Monday, August 18, 2008

The "White" Party

Howard Dean said the other day that, "If you look at folks of color, even women, they're more successful in the Democratic party than they are in the white, uh, excuse me, in the [laughs] Republican party."

The "white" party. Good one.

Whatever the opportunities may be for blacks within the Democratic party I think a good case can be made that Democrat policies have been a disaster for blacks over the last forty years. Entitlement programs, to take but one example, have fostered a dependence on government that made black males superfluous in the lives of many poor women. This led to a disproportionate number of illegitimate births and single parent families. It also pushed black men into lives of promiscuity, drug abuse, and violence. The rarity of stable black two-parent families perpetuates poverty across the generations and spawns a host of dysfunctionalities, including misogyny and crime.
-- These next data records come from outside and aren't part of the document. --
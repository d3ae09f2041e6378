//! Command execution.

use crate::{Commands, PlayerCommand};
use colored::Colorize;
use heos_client::types::{
    BrowseResult, GroupInfo, MusicSourceInfo, PlayState, PlayerInfo, QueueItem,
};
use heos_client::{browse, group, player, system, Connection};
use heos_protocol::Request;
use serde_json::Value;
use tokio::sync::broadcast::error::RecvError;

type CliResult<T> = Result<T, Box<dyn std::error::Error>>;

/// Executes a command and returns the formatted output.
pub async fn execute(connection: &Connection, cmd: Commands) -> CliResult<String> {
    match cmd {
        Commands::Repl | Commands::Discover { .. } | Commands::Watch => unreachable!(),

        Commands::Players => Ok(format_players(&player::get_players(connection).await?)),

        Commands::Player { action } => execute_player(connection, action).await,

        Commands::Groups => Ok(format_groups(&group::get_groups(connection).await?)),

        Commands::Group { leader, members } => {
            if members.is_empty() {
                group::ungroup(connection, leader).await?;
                return Ok(format!("{} {}", "Ungrouped".green(), leader));
            }
            match group::set_group(connection, leader, &members).await? {
                Some(change) => Ok(format!(
                    "{} {} (gid: {}, players: {:?})",
                    "Grouped".green(),
                    change.name.cyan(),
                    change.gid,
                    change.pid
                )),
                None => Ok(format!("{} {}", "Ungrouped".green(), leader)),
            }
        }

        Commands::Sources => Ok(format_sources(&browse::get_music_sources(connection).await?)),

        Commands::Browse {
            sid,
            cid,
            from,
            count,
        } => {
            let result = browse::browse(connection, sid, cid.as_deref(), from, count).await?;
            Ok(format_browse(&result))
        }

        Commands::Send { line } => {
            let value = send_line(connection, &line).await?;
            Ok(format_json(&value))
        }
    }
}

async fn execute_player(connection: &Connection, action: PlayerCommand) -> CliResult<String> {
    match action {
        PlayerCommand::Info { pid } => {
            let info = player::get_player_info(connection, pid).await?;
            Ok(format_json(&serde_json::to_value(info)?))
        }

        PlayerCommand::Now { pid } => {
            let media = player::get_now_playing_media(connection, pid).await?;
            Ok(format!(
                "{} - {}\n  Album: {}\n  Type: {}",
                media.artist.cyan(),
                media.song.bold(),
                media.album,
                media.media_type
            ))
        }

        PlayerCommand::State { pid, state } => match state {
            Some(state) => {
                let state: PlayState = state.parse()?;
                player::set_play_state(connection, pid, state).await?;
                Ok(format!("{} {}", "State".green(), state.to_string().yellow()))
            }
            None => Ok(player::get_play_state(connection, pid)
                .await?
                .to_string()
                .yellow()
                .to_string()),
        },

        PlayerCommand::Volume { pid, level } => match level {
            Some(level) => {
                player::set_volume(connection, pid, level).await?;
                Ok(format!("{} {}", "Volume".green(), level))
            }
            None => Ok(player::get_volume(connection, pid).await?.to_string()),
        },

        PlayerCommand::Mute { pid, state } => {
            match state.as_deref() {
                None => {
                    let muted = player::get_mute(connection, pid).await?;
                    return Ok(on_off(muted).to_string());
                }
                Some("on") => player::set_mute(connection, pid, true).await?,
                Some("off") => player::set_mute(connection, pid, false).await?,
                Some("toggle") => player::toggle_mute(connection, pid).await?,
                Some(other) => return Err(format!("unknown mute state: {}", other).into()),
            }
            Ok("OK".green().to_string())
        }

        PlayerCommand::Queue { pid, from, count } => {
            Ok(format_queue(&player::get_queue(connection, pid, from, count).await?))
        }

        PlayerCommand::Next { pid } => {
            player::play_next(connection, pid).await?;
            Ok("OK".green().to_string())
        }

        PlayerCommand::Previous { pid } => {
            player::play_previous(connection, pid).await?;
            Ok("OK".green().to_string())
        }
    }
}

/// Streams change events as JSON lines until Ctrl+C or disconnect.
pub async fn watch(connection: &Connection) -> CliResult<()> {
    // Subscribe before registering so no event is missed
    let mut events = connection.subscribe_events();
    system::register_for_change_events(connection, true).await?;

    eprintln!(
        "{} events from {}",
        "Watching".green(),
        connection.endpoint().to_string().cyan()
    );
    eprintln!("{}", "Press Ctrl+C to stop...".dimmed());

    loop {
        tokio::select! {
            event = events.recv() => {
                match event {
                    Ok(e) => println!("{}", serde_json::to_string(&e)?),
                    Err(RecvError::Lagged(n)) => {
                        eprintln!("{}: lagged {} events", "Warning".yellow(), n);
                    }
                    Err(RecvError::Closed) => {
                        eprintln!("{}", "Connection closed".red());
                        break;
                    }
                }
            }
            _ = tokio::signal::ctrl_c() => {
                eprintln!("\n{}", "Stopping watch...".dimmed());
                let _ = system::register_for_change_events(connection, false).await;
                break;
            }
        }
    }

    Ok(())
}

/// Sends a command line such as `player/get_volume?pid=1`, with or without
/// the `heos://` prefix.
pub async fn send_line(connection: &Connection, line: &str) -> CliResult<Value> {
    let line = line.trim();
    let request = if line.starts_with(heos_protocol::SCHEME) {
        Request::parse(line)?
    } else {
        Request::parse(&format!("{}{}", heos_protocol::SCHEME, line))?
    };
    Ok(connection.send(request.command, request.query).await?)
}

pub fn format_players(players: &[PlayerInfo]) -> String {
    if players.is_empty() {
        return "No players".yellow().to_string();
    }
    let mut output = String::new();
    for p in players {
        output.push_str(&format!(
            "  [{}] {} ({} {})\n",
            p.pid.to_string().cyan(),
            p.name.bold(),
            p.model,
            p.version.dimmed()
        ));
    }
    output
}

pub fn format_groups(groups: &[GroupInfo]) -> String {
    if groups.is_empty() {
        return "No groups".yellow().to_string();
    }
    let mut output = String::new();
    for g in groups {
        let players: Vec<_> = g.players.iter().map(|m| m.name.as_str()).collect();
        output.push_str(&format!(
            "  [{}] {}: {}\n",
            g.gid.to_string().cyan(),
            g.name.bold(),
            players.join(", ")
        ));
    }
    output
}

pub fn format_sources(sources: &[MusicSourceInfo]) -> String {
    let mut output = String::new();
    for s in sources {
        let name = if s.is_available() {
            s.name.bold()
        } else {
            s.name.dimmed()
        };
        output.push_str(&format!("  [{}] {}\n", s.sid.to_string().cyan(), name));
    }
    output
}

pub fn format_browse(result: &BrowseResult) -> String {
    if result.results.is_empty() {
        return "No entries".yellow().to_string();
    }
    let mut output = String::new();
    for entry in &result.results {
        let id = entry
            .cid
            .as_deref()
            .or(entry.mid.as_deref())
            .unwrap_or("-");
        let marker = if entry.is_container() { "+" } else { " " };
        output.push_str(&format!("  {} {} [{}]\n", marker, entry.name, id.cyan()));
    }
    if let (Some(returned), Some(count)) = (result.returned, result.count) {
        output.push_str(&format!("{}", format!("  {} of {}\n", returned, count).dimmed()));
    }
    output
}

pub fn format_queue(items: &[QueueItem]) -> String {
    if items.is_empty() {
        return "Queue is empty".yellow().to_string();
    }
    let mut output = String::new();
    for item in items {
        output.push_str(&format!(
            "  [{}] {} - {}\n",
            item.qid.to_string().cyan(),
            item.artist,
            item.song
        ));
    }
    output
}

pub fn on_off(on: bool) -> &'static str {
    if on {
        heos_protocol::ON
    } else {
        heos_protocol::OFF
    }
}

pub fn format_json(value: &Value) -> String {
    serde_json::to_string_pretty(value).unwrap_or_else(|_| value.to_string())
}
None of these problems existed in the black population to anywhere near the extent they do today prior to LBJ's Great Society of the 1960s. Black opportunity was severely and cruelly attenuated in the first half of the twentieth century, yet blacks had stronger families and much lower levels of male violence then than we find today. Six trillion dollars has been transferred from the American taxpayers to the American poor in the last fifty years, but poverty remains as obdurate as ever.

Mr. Dean may boast about the occasional bone Democrats throw to their African American serfs, like medieval royalty tossing coins from their carriages to the paupers in the streets, but Democrat policies have not only failed to alleviate their abject circumstances, they actually exacerbate them.

Why blacks stay in a party that keeps boasting about how it helps them while in fact doing little to give them the kind of opportunities they really need (e.g. committed, two-parent families, choice in schools, a sense of self-reliance) is one of the big mysteries of modern politics.